Nesse ponto o ministro também divergiu do ministro relator Alexandre de Moraes, que em seu voto na 3ª feira (9.set) disse que a tentativa por si só já configura o delito. Chamou de “atos executórios” as ações do grupo formado por Bolsonaro e aliados para minar a democracia, enquanto Fux se refere aos episódios como “atos preparatórios”.
Nas alegações finais entregues ao STF, a defesa de Bolsonaro considerou que não seria possível reconhecer o crime de golpe de Estado, já que a PGR afirmou que o suposto plano golpista não foi consumado. Para os advogados do ex-presidente, não se pode qualificar um crime “tentado”, com os agravantes de violência e grave ameaça.
Leia mais sobre o julgamento:
- como votou Moraes – seguiu a denúncia da PGR para condenar os 8 réus (assista)
- como votou Dino – acompanhou Moraes, mas vê participação menor de 3 réus (assista)
- Moraes X Fux – entenda as divergências entre os 2 no julgamento
- defesa de Cid – defendeu delação e chamou Fux de “atraente”
- defesa de Ramagem – disse que provas são infundadas e discute com Cármen Lúcia
- defesa de Garnier – falou em vícios na delação de Cid
- defesa de Anderson Torres – negou que ele tenha sido omisso no 8 de Janeiro
- defesa de Bolsonaro – disse que não há provas contra o ex-presidente
- defesa de Augusto Heleno – afirmou que Moraes atuou mais que a PGR
- defesa de Braga Netto – pediu absolvição e chama Cid de “irresponsável”
- defesa de Paulo Sérgio Nogueira – alegou que general tentou demover Bolsonaro
JULGAMENTO DE BOLSONARO
A 1ª Turma do STF julga Bolsonaro e mais 7 réus por tentativa de golpe de Estado. O Supremo já ouviu as sustentações orais das defesas de todos os réus. Agora, os ministros votam. Na 3ª feira (9.set), o ministro Flávio Dino acompanhou o ministro Alexandre de Moraes e votou pela condenação de Bolsonaro.

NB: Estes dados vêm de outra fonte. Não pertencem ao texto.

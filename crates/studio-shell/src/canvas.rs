//! Canvas sizing and pointer mapping.

use studio_engine::coords::{CanvasSize, Vec2};

/// Smallest canvas edge the shell accepts, in pixels.
pub const MIN_CANVAS_EDGE: u32 = 100;
/// Largest canvas edge the shell accepts, in pixels.
pub const MAX_CANVAS_EDGE: u32 = 2000;
/// Step used by the grow/shrink shortcuts.
pub const CANVAS_STEP: i32 = 50;

pub const DEFAULT_CANVAS: CanvasSize = CanvasSize::new(800, 600);

/// The canvas fills the window client area, so their origins coincide.
pub const CANVAS_ORIGIN: Vec2 = Vec2::zero();

#[inline]
pub fn clamp_edge(v: u32) -> u32 {
    v.clamp(MIN_CANVAS_EDGE, MAX_CANVAS_EDGE)
}

#[inline]
pub fn clamp_canvas(size: CanvasSize) -> CanvasSize {
    CanvasSize::new(clamp_edge(size.width), clamp_edge(size.height))
}

/// Grows (or shrinks, for negative deltas) each edge and clamps the result.
pub fn step_canvas(size: CanvasSize, dw: i32, dh: i32) -> CanvasSize {
    let step = |edge: u32, d: i32| clamp_edge(edge.saturating_add_signed(d));
    CanvasSize::new(step(size.width, dw), step(size.height, dh))
}

/// Canvas size to adopt after the window was resized to `window`.
///
/// A minimized window reports a zero-area size; that yields `None` and the
/// canvas keeps its size.
pub fn canvas_for_window(window: CanvasSize) -> Option<CanvasSize> {
    (!window.is_empty()).then(|| clamp_canvas(window))
}

/// Converts a pointer position in client space to canvas-local coordinates.
#[inline]
pub fn to_canvas_local(client: Vec2, canvas_origin: Vec2) -> Vec2 {
    client - canvas_origin
}

#[cfg(test)]
mod tests {
    use super::*;

    #[test]
    fn clamp_edge_bounds() {
        assert_eq!(clamp_edge(0), MIN_CANVAS_EDGE);
        assert_eq!(clamp_edge(99), 100);
        assert_eq!(clamp_edge(640), 640);
        assert_eq!(clamp_edge(5000), MAX_CANVAS_EDGE);
    }

    #[test]
    fn step_canvas_clamps_both_directions() {
        let grown = step_canvas(CanvasSize::new(1990, 120), CANVAS_STEP, -CANVAS_STEP);
        assert_eq!(grown, CanvasSize::new(2000, 100));
    }

    #[test]
    fn step_canvas_plain_step() {
        let s = step_canvas(DEFAULT_CANVAS, CANVAS_STEP, 0);
        assert_eq!(s, CanvasSize::new(850, 600));
    }

    #[test]
    fn minimized_window_keeps_canvas() {
        assert_eq!(canvas_for_window(CanvasSize::new(0, 0)), None);
        assert_eq!(canvas_for_window(CanvasSize::new(1024, 0)), None);
    }

    #[test]
    fn window_size_is_clamped() {
        assert_eq!(
            canvas_for_window(CanvasSize::new(40, 900)),
            Some(CanvasSize::new(100, 900))
        );
    }

    #[test]
    fn canvas_local_subtracts_origin() {
        let local = to_canvas_local(Vec2::new(130.0, 95.5), Vec2::new(30.0, 15.5));
        assert_eq!(local, Vec2::new(100.0, 80.0));
    }
}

A expectativa é que o processo seja concluído até 6ª feira (12.set), com a discussão sobre a dosimetria das penas.
Integram a 1ª Turma do STF:
- Alexandre de Moraes, relator da ação;
- Flávio Dino;
- Cristiano Zanin, presidente da 1ª Turma;
- Cármen Lúcia;
- Luiz Fux.
Além de Bolsonaro, são réus:
- Alexandre Ramagem, ex-diretor da Abin;
- Almir Garnier, ex-comandante da Marinha;
- Anderson Torres, ex-ministro da Justiça;
- Augusto Heleno, ex-ministro de Segurança Institucional;
- Mauro Cid, ex-ajudante de ordens da Presidência;
- Paulo Sérgio Nogueira, ex-ministro da Defesa;
- Walter Braga Netto, ex-ministro da Casa Civil.
O núcleo 1 da tentativa de golpe foi acusado pela PGR de praticar 5 crimes: organização criminosa armada e tentativas de abolição violenta do Estado democrático de Direito e de golpe de Estado, além de dano qualificado e deterioração de patrimônio tombado.
Se Bolsonaro for condenado, a pena mínima é de 12 anos de prisão. A máxima pode chegar a 43 anos. Se houver condenação, os ministros definirão a pena individualmente, considerando a participação de cada réu. As penas determinadas contra Jair Bolsonaro e os outros 7 acusados, no entanto, só serão cumpridas depois do trânsito em julgado, quando não houver mais possibilidade de recurso.
Por ser ex-presidente, se condenado em trânsito julgado, Bolsonaro deve ficar preso em uma sala especial na Papuda, presídio federal em Brasília, ou na Superintendência da PF (Polícia Federal) na capital federal.